● AIM OF THE TASK:
Write out every line exactly, from the first line of the records below through the line that contains "across both families.".

● STORED DATA:
use std::collections::HashMap;
use std::net::IpAddr;
use std::sync::Arc;

use anyhow::Context as _;
use parking_lot::RwLock;
use seal_dns_lib::{synthetic_answer, QTYPE_A, QTYPE_AAAA};

use super::{PluginAction, PluginReturnCode, PluginsState, QueryPlugin};

const CLOAK_TTL: u32 = 600;

/// Hosts-style `name address` overrides. A name may map to several
/// addresses across both families.
#[derive(Default)]
pub struct CloakMap {
    entries: HashMap<String, Vec<IpAddr>>,
}

impl CloakMap {
    pub fn parse(text: &str) -> anyhow::Result<CloakMap> {
        let mut map = CloakMap::default();
        for (line_no, line) in text.lines().enumerate() {
            let line = line.split('#').next().unwrap_or("").trim();
            if line.is_empty() {
                continue;
            }
            let (name, addr) = line
                .split_once(char::is_whitespace)
                .with_context(|| format!("missing address on line {}", line_no + 1))?;
            let addr: IpAddr = addr
                .trim()
                .parse()
                .with_context(|| format!("invalid address on line {}", line_no + 1))?;
            map.entries
                .entry(name.trim_end_matches('.').to_ascii_lowercase())
                .or_default()
                .push(addr);
        }
        Ok(map)
    }

    pub fn get(&self, qname: &str) -> Option<&[IpAddr]> {
        self.entries.get(qname).map(Vec::as_slice)
    }

    pub fn len(&self) -> usize {
        self.entries.len()
    }

    pub fn is_empty(&self) -> bool {
        self.entries.is_empty()
    }
}

/// Query plugin answering configured names locally with an authoritative
/// synthetic record, never contacting any upstream.
pub struct CloakPlugin {
    map: Arc<RwLock<CloakMap>>,
}

impl CloakPlugin {
    pub fn new(map: Arc<RwLock<CloakMap>>) -> Self {
        CloakPlugin { map }
    }
}

impl QueryPlugin for CloakPlugin {
    fn name(&self) -> &'static str {
        "cloak"
    }

    fn evaluate(&self, state: &mut PluginsState, query: &mut Vec<u8>) -> anyhow::Result<()> {
        let Some(qname) = state.qname.as_deref() else {
            return Ok(());
        };
        let wanted_v4 = match state.qtype {
            Some(QTYPE_A) => true,
            Some(QTYPE_AAAA) => false,
            _ => return Ok(()),
        };
        let map = self.map.read();
        let Some(addr) = map
            .get(qname)
            .and_then(|addrs| addrs.iter().find(|addr| addr.is_ipv4() == wanted_v4))
        else {
            return Ok(());
        };
        let response = synthetic_answer(query, *addr, CLOAK_TTL)?;
        drop(map);
        state.action = PluginAction::Synth;
        state.synth_response = Some(response);
        state.return_code = PluginReturnCode::Cloak;
        Ok(())
    }
}
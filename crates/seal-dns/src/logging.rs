use anyhow::Context;
use tracing_subscriber::layer::SubscriberExt;
use tracing_subscriber::util::SubscriberInitExt;
use tracing_subscriber::{EnvFilter, Layer};

pub const LOGGING_ENV: &str = "SEAL_DNS_LOG";

pub fn setup_logging() -> anyhow::Result<()> {
    tracing_subscriber::registry()
        .with(
            tracing_subscriber::fmt::layer().with_filter(
                EnvFilter::builder()
                    .with_env_var(LOGGING_ENV)
                    .try_from_env()
                    .unwrap_or_else(|_| format!("{}=info", env!("CARGO_CRATE_NAME")).into()),
            ),
        )
        .try_init()
        .context("failed to initialize tracing_subscriber")
}
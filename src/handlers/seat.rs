//! `wl_seat` with its keyboard, pointer and (stubbed) touch devices.

use tracing::debug;
use wayland_server::protocol::wl_keyboard::{self, KeymapFormat, WlKeyboard};
use wayland_server::protocol::wl_pointer::{self, WlPointer};
use wayland_server::protocol::wl_seat::{self, Capability, WlSeat};
use wayland_server::protocol::wl_touch::{self, WlTouch};
use wayland_server::{
    Client, DataInit, Dispatch, DisplayHandle, GlobalDispatch, New, Resource,
};

use super::Dispatcher;
use crate::utils::SurfaceId;

impl GlobalDispatch<WlSeat, ()> for Dispatcher {
    fn bind(
        _state: &mut Self,
        _handle: &DisplayHandle,
        _client: &Client,
        resource: New<WlSeat>,
        _global_data: &(),
        data_init: &mut DataInit<'_, Self>,
    ) {
        let seat = data_init.init(resource, ());
        debug!(id = ?seat.id(), version = seat.version(), "bound seat");

        seat.capabilities(Capability::Pointer | Capability::Keyboard);
        if seat.version() >= 2 {
            seat.name("seat0".into());
        }
    }
}

impl Dispatch<WlSeat, ()> for Dispatcher {
    fn request(
        state: &mut Self,
        _client: &Client,
        _seat: &WlSeat,
        request: wl_seat::Request,
        _data: &(),
        _dhandle: &DisplayHandle,
        data_init: &mut DataInit<'_, Self>,
    ) {
        let facade = state.ctx.facade();
        match request {
            wl_seat::Request::GetPointer { id } => {
                let pointer: WlPointer = data_init.init(id, ());
                debug!(id = ?pointer.id(), "bound pointer");
                facade.add_pointer_resource(pointer);
            }
            wl_seat::Request::GetKeyboard { id } => {
                let keyboard: WlKeyboard = data_init.init(id, ());
                debug!(id = ?keyboard.id(), "bound keyboard");

                // Late-binding keyboards may receive enter immediately.
                facade.add_keyboard_resource(keyboard.clone());

                // All clients share the compositor's keymap.
                let keymap = state.ctx.keymap();
                keyboard.keymap(KeymapFormat::XkbV1, keymap.fd(), keymap.size());
            }
            wl_seat::Request::GetTouch { id } => {
                // Touch is advertised nowhere; create the resource so the
                // client keeps a consistent object tree, but events never
                // flow.
                let touch: WlTouch = data_init.init(id, ());
                debug!(id = ?touch.id(), "nyimp: get touch");
            }
            wl_seat::Request::Release => {}
            _ => {}
        }
    }
}

impl Dispatch<WlKeyboard, ()> for Dispatcher {
    fn request(
        _state: &mut Self,
        _client: &Client,
        _keyboard: &WlKeyboard,
        request: wl_keyboard::Request,
        _data: &(),
        _dhandle: &DisplayHandle,
        _data_init: &mut DataInit<'_, Self>,
    ) {
        match request {
            wl_keyboard::Request::Release => {}
            _ => {}
        }
    }

    fn destroyed(
        state: &mut Self,
        _client: wayland_server::backend::ClientId,
        keyboard: &WlKeyboard,
        _data: &(),
    ) {
        debug!("keyboard unbound");
        state.ctx.facade().remove_keyboard_resource(&keyboard.id());
    }
}

impl Dispatch<WlPointer, ()> for Dispatcher {
    fn request(
        state: &mut Self,
        _client: &Client,
        _pointer: &WlPointer,
        request: wl_pointer::Request,
        _data: &(),
        _dhandle: &DisplayHandle,
        _data_init: &mut DataInit<'_, Self>,
    ) {
        match request {
            wl_pointer::Request::SetCursor {
                serial,
                surface,
                hotspot_x,
                hotspot_y,
            } => {
                let Some(surface) = surface else {
                    return;
                };
                let sid = surface.data::<SurfaceId>().copied().unwrap_or(SurfaceId::NONE);
                debug!(%sid, serial, hotspot_x, hotspot_y, "set cursor");
                state
                    .ctx
                    .facade()
                    .set_cursor(serial, hotspot_x, hotspot_y, sid);
            }
            wl_pointer::Request::Release => {}
            _ => {}
        }
    }

    fn destroyed(
        state: &mut Self,
        _client: wayland_server::backend::ClientId,
        pointer: &WlPointer,
        _data: &(),
    ) {
        debug!("pointer unbound");
        state.ctx.facade().remove_pointer_resource(&pointer.id());
    }
}

impl Dispatch<WlTouch, ()> for Dispatcher {
    fn request(
        _state: &mut Self,
        _client: &Client,
        _touch: &WlTouch,
        request: wl_touch::Request,
        _data: &(),
        _dhandle: &DisplayHandle,
        _data_init: &mut DataInit<'_, Self>,
    ) {
        match request {
            wl_touch::Request::Release => {}
            _ => {}
        }
    }
}
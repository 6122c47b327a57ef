//! Unstable `xdg_shell` (v5): `xdg_shell`, `xdg_surface`, `xdg_popup`.

use tracing::debug;
use wayland_server::{
    Client, DataInit, Dispatch, DisplayHandle, GlobalDispatch, New, Resource,
};

use super::Dispatcher;
use crate::cache::{SurfaceResource, SurfaceResourceKind};
use crate::protocols::xdg::xdg_popup::{self, XdgPopup};
use crate::protocols::xdg::xdg_shell::{self, XdgShell};
use crate::protocols::xdg::xdg_surface::{self, XdgSurface};
use crate::utils::{Size, SurfaceId};

impl GlobalDispatch<XdgShell, ()> for Dispatcher {
    fn bind(
        state: &mut Self,
        _handle: &DisplayHandle,
        _client: &Client,
        resource: New<XdgShell>,
        _global_data: &(),
        data_init: &mut DataInit<'_, Self>,
    ) {
        let shell = data_init.init(resource, ());
        debug!(id = ?shell.id(), "bound xdg shell");
        state.ctx.facade().add_general_resource(shell.id());
    }
}

impl Dispatch<XdgShell, ()> for Dispatcher {
    fn request(
        state: &mut Self,
        _client: &Client,
        _shell: &XdgShell,
        request: xdg_shell::Request,
        _data: &(),
        _dhandle: &DisplayHandle,
        data_init: &mut DataInit<'_, Self>,
    ) {
        let facade = state.ctx.facade();
        match request {
            xdg_shell::Request::Destroy => {}
            xdg_shell::Request::UseUnstableVersion { version } => {
                // Accepted but not acted upon.
                debug!(version, "use unstable version");
            }
            xdg_shell::Request::GetXdgSurface { id, surface } => {
                let sid = surface.data::<SurfaceId>().copied().unwrap_or(SurfaceId::NONE);
                let xdg_surface: XdgSurface = data_init.init(id, sid);
                debug!(%sid, "get xdg surface");
                facade.add_shell_surface(sid, SurfaceResource::XdgSurface(xdg_surface));
            }
            xdg_shell::Request::GetXdgPopup {
                id,
                surface,
                parent,
                serial,
                x,
                y,
                ..
            } => {
                let popup_sid = surface.data::<SurfaceId>().copied().unwrap_or(SurfaceId::NONE);
                let parent_sid = parent
                    .data::<SurfaceId>()
                    .copied()
                    .unwrap_or(SurfaceId::NONE);
                debug!(%popup_sid, %parent_sid, serial, x, y, "get xdg popup");
                facade.add_subsurface(popup_sid, parent_sid, x, y);
                let popup: XdgPopup = data_init.init(id, popup_sid);
                facade.add_general_resource(popup.id());
            }
            xdg_shell::Request::Pong { serial } => {
                debug!(serial, "nyimp: xdg pong");
            }
            _ => {}
        }
    }

    fn destroyed(
        state: &mut Self,
        _client: wayland_server::backend::ClientId,
        shell: &XdgShell,
        _data: &(),
    ) {
        state.ctx.facade().remove_general_resource(&shell.id());
    }
}

impl Dispatch<XdgSurface, SurfaceId> for Dispatcher {
    fn request(
        state: &mut Self,
        _client: &Client,
        _xdg_surface: &XdgSurface,
        request: xdg_surface::Request,
        sid: &SurfaceId,
        _dhandle: &DisplayHandle,
        _data_init: &mut DataInit<'_, Self>,
    ) {
        let sid = *sid;
        let facade = state.ctx.facade();
        match request {
            xdg_surface::Request::Destroy => {}
            xdg_surface::Request::SetParent { parent } => {
                let parent_sid = parent
                    .as_ref()
                    .and_then(|parent| parent.data::<SurfaceId>().copied())
                    .unwrap_or(SurfaceId::NONE);
                debug!(%sid, %parent_sid, "xdg surface set parent");
                if !parent_sid.is_none() {
                    facade.add_subsurface(sid, parent_sid, 0, 0);
                }
            }
            xdg_surface::Request::SetTitle { title } => {
                debug!(%sid, title, "nyimp: xdg set title");
            }
            xdg_surface::Request::SetAppId { app_id } => {
                debug!(%sid, app_id, "nyimp: xdg set app id");
            }
            xdg_surface::Request::ShowWindowMenu { serial, x, y, .. } => {
                debug!(%sid, serial, x, y, "nyimp: xdg show window menu");
            }
            xdg_surface::Request::Move { serial, .. } => {
                debug!(%sid, serial, "nyimp: xdg move");
            }
            xdg_surface::Request::Resize { serial, edges, .. } => {
                debug!(%sid, serial, ?edges, "nyimp: xdg resize");
            }
            xdg_surface::Request::AckConfigure { serial } => {
                debug!(%sid, serial, "nyimp: xdg ack configure");
            }
            xdg_surface::Request::SetWindowGeometry {
                x,
                y,
                width,
                height,
            } => {
                debug!(%sid, x, y, width, height, "xdg set window geometry");
                facade.set_requested_size(sid, Size::new(width, height));
            }
            xdg_surface::Request::SetMaximized => {
                debug!(%sid, "nyimp: xdg set maximized");
            }
            xdg_surface::Request::UnsetMaximized => {
                debug!(%sid, "nyimp: xdg unset maximized");
            }
            xdg_surface::Request::SetFullscreen { .. } => {
                debug!(%sid, "nyimp: xdg set fullscreen");
            }
            xdg_surface::Request::UnsetFullscreen => {
                debug!(%sid, "nyimp: xdg unset fullscreen");
            }
            xdg_surface::Request::SetMinimized => {
                debug!(%sid, "nyimp: xdg set minimized");
            }
            _ => {}
        }
    }

    fn destroyed(
        state: &mut Self,
        _client: wayland_server::backend::ClientId,
        xdg_surface: &XdgSurface,
        sid: &SurfaceId,
    ) {
        debug!(sid = %sid, "xdg surface unbound");
        state.ctx.facade().remove_shell_surface(
            *sid,
            SurfaceResourceKind::XdgSurface,
            &xdg_surface.id(),
        );
    }
}

impl Dispatch<XdgPopup, SurfaceId> for Dispatcher {
    fn request(
        _state: &mut Self,
        _client: &Client,
        _popup: &XdgPopup,
        request: xdg_popup::Request,
        sid: &SurfaceId,
        _dhandle: &DisplayHandle,
        _data_init: &mut DataInit<'_, Self>,
    ) {
        match request {
            xdg_popup::Request::Destroy => {
                debug!(sid = %sid, "xdg popup destroy");
            }
            _ => {}
        }
    }

    fn destroyed(
        state: &mut Self,
        _client: wayland_server::backend::ClientId,
        popup: &XdgPopup,
        sid: &SurfaceId,
    ) {
        debug!(sid = %sid, "xdg popup unbound");
        state.ctx.facade().remove_general_resource(&popup.id());
    }
}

● RESULT FOR THIS EXERCISE:
use std::collections::HashMap;
use std::net::IpAddr;
use std::sync::Arc;

use anyhow::Context as _;
use parking_lot::RwLock;
use seal_dns_lib::{synthetic_answer, QTYPE_A, QTYPE_AAAA};

use super::{PluginAction, PluginReturnCode, PluginsState, QueryPlugin};

const CLOAK_TTL: u32 = 600;

/// Hosts-style `name address` overrides. A name may map to several
/// addresses across both families.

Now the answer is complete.